[GIVEN RECORDS — start]

//! Batch-run sink: streams execution output to stdout until the channel
//! closes, with Ctrl-C cancelling the run.

use crate::session::SessionHandle;
use std::io::{self, Write};
use tracing::debug;

/// How a run ended. The wire cannot distinguish a user-requested stop from
/// the remote side finishing on its own; the caller-side flag does.
#[derive(Clone, Copy, Debug, PartialEq, Eq)]
pub enum RunOutcome {
    Finished,
    Stopped,
}

/// Pump execution output to stdout. The first Ctrl-C closes the channel;
/// the resulting close event ends the stream like any other.
pub async fn stream_output(mut handle: SessionHandle) -> io::Result<RunOutcome> {
    let controller = handle.controller();
    let mut stdout = io::stdout();
    let mut stop_requested = false;

    loop {
        tokio::select! {
            payload = handle.recv() => match payload {
                Some(payload) => {
                    stdout.write_all(&payload.into_bytes())?;
                    stdout.flush()?;
                }
                None => break,
            },
            signal = tokio::signal::ctrl_c(), if !stop_requested => {
                signal?;
                debug!(target: "tidepool::client", "stop requested, closing channel");
                stop_requested = true;
                controller.close();
            }
        }
    }

    Ok(if stop_requested {
        RunOutcome::Stopped
    } else {
        RunOutcome::Finished
    })
}
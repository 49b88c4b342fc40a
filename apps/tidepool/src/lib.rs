pub mod api;
pub mod client;
pub mod layout;
pub mod protocol;
pub mod session;
pub mod telemetry;
pub mod transport;
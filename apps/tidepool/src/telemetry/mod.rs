pub mod logging;

fn env_truthy(var: &str) -> Option<bool> {
    std::env::var(var).map(|v| v != "0" && !v.is_empty()).ok()
}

[GIVEN RECORDS — finish]

§ **TASK INSTRUCTIONS**:
The response must consist solely of the lines from the top of the records through the line holding "pub mod transport;", copied word for word.

§ **EXPECTED ANSWER**:
//! Batch-run sink: streams execution output to stdout until the channel
//! closes, with Ctrl-C cancelling the run.

use crate::session::SessionHandle;
use std::io::{self, Write};
use tracing::debug;

/// How a run ended. The wire cannot distinguish a user-requested stop from
/// the remote side finishing on its own; the caller-side flag does.
#[derive(Clone, Copy, Debug, PartialEq, Eq)]
pub enum RunOutcome {
    Finished,
    Stopped,
}

/// Pump execution output to stdout. The first Ctrl-C closes the channel;
/// the resulting close event ends the stream like any other.
pub async fn stream_output(mut handle: SessionHandle) -> io::Result<RunOutcome> {
    let controller = handle.controller();
    let mut stdout = io::stdout();
    let mut stop_requested = false;

    loop {
        tokio::select! {
            payload = handle.recv() => match payload {
                Some(payload) => {
                    stdout.write_all(&payload.into_bytes())?;
                    stdout.flush()?;
                }
                None => break,
            },
            signal = tokio::signal::ctrl_c(), if !stop_requested => {
                signal?;
                debug!(target: "tidepool::client", "stop requested, closing channel");
                stop_requested = true;
                controller.close();
            }
        }
    }

    Ok(if stop_requested {
        RunOutcome::Stopped
    } else {
        RunOutcome::Finished
    })
}
repository 49b88c4b342fc40a
filename apps/tidepool/src/lib.rs
pub mod api;
pub mod client;
pub mod layout;
pub mod protocol;
pub mod session;
pub mod telemetry;
pub mod transport;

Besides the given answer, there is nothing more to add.